Зачем ему здесь оставаться? Какая надежда удерживает его?.. Маргалида избегала его, словно неожиданное открытие, что он ее любит, оказалось ей не по силам, - молча пряталась и все только плакала, а слезы - это не ответ. Ее отец, в силу некоторой доли прежнего уважения, втайне мирился с этой причудой знатного сеньора, но с минуты на минуту мог обрушиться на человека, смутившего его обычный "покой. Остров, радушно принявший его вначале, теперь, казалось, восставал против чужеземца, приехавшего издалека и потревожившего его патриархальное уединение, его замкнутую жизнь, самобытную гордость его населения, - восставал так же яростно, как некогда против норманнов, арабов или берберов, которые высаживались на его берегах.
Сопротивление невозможно - он сбежит.

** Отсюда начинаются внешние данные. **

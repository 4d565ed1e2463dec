//! # Rule Books
//!
//! A rule book holds one rule store per [`Trigger`]. Books built from
//! several files are merged in load order, so a later file's rule beats an
//! equally specific rule from an earlier one.

use bounty_core::RuleStore;
use bounty_domains::{ItemQuery, MobQuery, PlayerQuery, PotionQuery};
use bounty_economy::{EffectiveReward, Reward};

use crate::trigger::Trigger;

/// Rules for every trigger.
#[derive(Clone, Debug, Default)]
pub struct RuleBook {
    block_break: RuleStore<ItemQuery, Reward>,
    block_place: RuleStore<ItemQuery, Reward>,
    craft: RuleStore<ItemQuery, Reward>,
    smelt: RuleStore<ItemQuery, Reward>,
    brew: RuleStore<PotionQuery, Reward>,
    mob_kill: RuleStore<MobQuery, Reward>,
    player_death: RuleStore<PlayerQuery, Reward>,
}

impl RuleBook {
    /// Creates an empty book.
    #[must_use]
    pub fn new() -> Self {
        Self::default()
    }

    /// Item rules of `trigger`, if it is an item trigger.
    #[must_use]
    pub fn item_rules(&self, trigger: Trigger) -> Option<&RuleStore<ItemQuery, Reward>> {
        match trigger {
            Trigger::BlockBreak => Some(&self.block_break),
            Trigger::BlockPlace => Some(&self.block_place),
            Trigger::Craft => Some(&self.craft),
            Trigger::Smelt => Some(&self.smelt),
            _ => None,
        }
    }

    /// Mutable item rules of `trigger`, if it is an item trigger.
    pub fn item_rules_mut(&mut self, trigger: Trigger) -> Option<&mut RuleStore<ItemQuery, Reward>> {
        match trigger {
            Trigger::BlockBreak => Some(&mut self.block_break),
            Trigger::BlockPlace => Some(&mut self.block_place),
            Trigger::Craft => Some(&mut self.craft),
            Trigger::Smelt => Some(&mut self.smelt),
            _ => None,
        }
    }

    /// Brew rules.
    #[inline]
    #[must_use]
    pub fn potion_rules(&self) -> &RuleStore<PotionQuery, Reward> {
        &self.brew
    }

    /// Mutable brew rules.
    #[inline]
    pub fn potion_rules_mut(&mut self) -> &mut RuleStore<PotionQuery, Reward> {
        &mut self.brew
    }

    /// Mob kill rules.
    #[inline]
    #[must_use]
    pub fn mob_rules(&self) -> &RuleStore<MobQuery, Reward> {
        &self.mob_kill
    }

    /// Mutable mob kill rules.
    #[inline]
    pub fn mob_rules_mut(&mut self) -> &mut RuleStore<MobQuery, Reward> {
        &mut self.mob_kill
    }

    /// Player death rules.
    #[inline]
    #[must_use]
    pub fn player_rules(&self) -> &RuleStore<PlayerQuery, Reward> {
        &self.player_death
    }

    /// Mutable player death rules.
    #[inline]
    pub fn player_rules_mut(&mut self) -> &mut RuleStore<PlayerQuery, Reward> {
        &mut self.player_death
    }

    /// Effective reward for an item event.
    #[must_use]
    pub fn reward_for_item(&self, trigger: Trigger, query: &ItemQuery) -> Option<Reward> {
        self.item_rules(trigger)?.effective_reward(query)
    }

    /// Effective reward for a brewed potion.
    #[must_use]
    pub fn reward_for_potion(&self, query: &PotionQuery) -> Option<Reward> {
        self.brew.effective_reward(query)
    }

    /// Effective reward for a mob kill.
    #[must_use]
    pub fn reward_for_mob(&self, query: &MobQuery) -> Option<Reward> {
        self.mob_kill.effective_reward(query)
    }

    /// Effective reward for a player death.
    #[must_use]
    pub fn reward_for_player(&self, query: &PlayerQuery) -> Option<Reward> {
        self.player_death.effective_reward(query)
    }

    /// Appends every rule of `other`, trigger by trigger.
    pub fn merge(&mut self, other: Self) {
        self.block_break.merge(other.block_break);
        self.block_place.merge(other.block_place);
        self.craft.merge(other.craft);
        self.smelt.merge(other.smelt);
        self.brew.merge(other.brew);
        self.mob_kill.merge(other.mob_kill);
        self.player_death.merge(other.player_death);
    }

    /// Number of rules stored for `trigger`.
    #[must_use]
    pub fn count(&self, trigger: Trigger) -> usize {
        match trigger {
            Trigger::Brew => self.brew.len(),
            Trigger::MobKill => self.mob_kill.len(),
            Trigger::PlayerDeath => self.player_death.len(),
            item => self.item_rules(item).map_or(0, RuleStore::len),
        }
    }

    /// Number of rules over all triggers.
    #[must_use]
    pub fn rule_count(&self) -> usize {
        Trigger::ALL.into_iter().map(|trigger| self.count(trigger)).sum()
    }

    /// Returns true if no trigger has a rule.
    #[must_use]
    pub fn is_empty(&self) -> bool {
        self.rule_count() == 0
    }
}

#[cfg(test)]
mod tests {
    use super::*;
    use bounty_core::Attr;
    use bounty_domains::{ItemId, MobKill, MobType};
    use bounty_economy::{Range, ResourceKind};

    fn xp(name: &str, amount: f64) -> Reward {
        Reward::new(name).with_factory(ResourceKind::Experience, amount)
    }

    #[test]
    fn test_triggers_are_separate() {
        let mut book = RuleBook::new();
        book.item_rules_mut(Trigger::BlockBreak)
            .unwrap()
            .insert(ItemQuery::default(), xp("break", 1.0));
        book.item_rules_mut(Trigger::Craft)
            .unwrap()
            .insert(ItemQuery::default(), xp("craft", 2.0));

        let event = ItemQuery::event(&[ItemId(1)], Some(0), Some(false));
        assert_eq!(book.reward_for_item(Trigger::BlockBreak, &event).unwrap().name(), "break");
        assert_eq!(book.reward_for_item(Trigger::Craft, &event).unwrap().name(), "craft");
        assert!(book.reward_for_item(Trigger::Smelt, &event).is_none());
        assert!(book.reward_for_item(Trigger::MobKill, &event).is_none());
        assert!(book.item_rules_mut(Trigger::Brew).is_none());
    }

    #[test]
    fn test_merge_later_book_wins_ties() {
        let mut base = RuleBook::new();
        base.mob_rules_mut()
            .insert(MobQuery { mob: Attr::one(MobType(54)), ..MobQuery::default() }, xp("base", 1.0));
        let mut overlay = RuleBook::new();
        overlay
            .mob_rules_mut()
            .insert(MobQuery { mob: Attr::one(MobType(54)), ..MobQuery::default() }, xp("overlay", 3.0));
        overlay.potion_rules_mut().insert(Default::default(), xp("brew", 1.0));

        base.merge(overlay);

        let reward = base.reward_for_mob(&MobQuery::event(&MobKill::new(MobType(54)))).unwrap();
        assert_eq!(reward.factory(&ResourceKind::Experience), Some(Range::constant(3.0)));
        assert_eq!(base.count(Trigger::MobKill), 2);
        assert_eq!(base.rule_count(), 3);
        assert!(!base.is_empty());
    }
}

Его взор с любовью задержался на огромной ленте моря, протянутой между двух холмов, подобно голубому занавесу, скрывающему земную впадину. Этот кусочек моря - спасительный путь, надежда - то неведомое, что простирает к нам свои таинственные объятия в самые трудные минуты жизни. Быть может, он вернется на Майорку и будет влачить существование всеми уважаемого нищего, найдя приют у друзей, которые еще помнят о нем; может быть, он отправится на Полуостров и поищет себе работу в Мадриде; может быть, он уедет в Америку. Все лучше, чем оставаться здесь. Нет, он не боится: ему не страшна враждебность местных жителей, но его мучат угрызения совести, стыд за вызванную им смуту.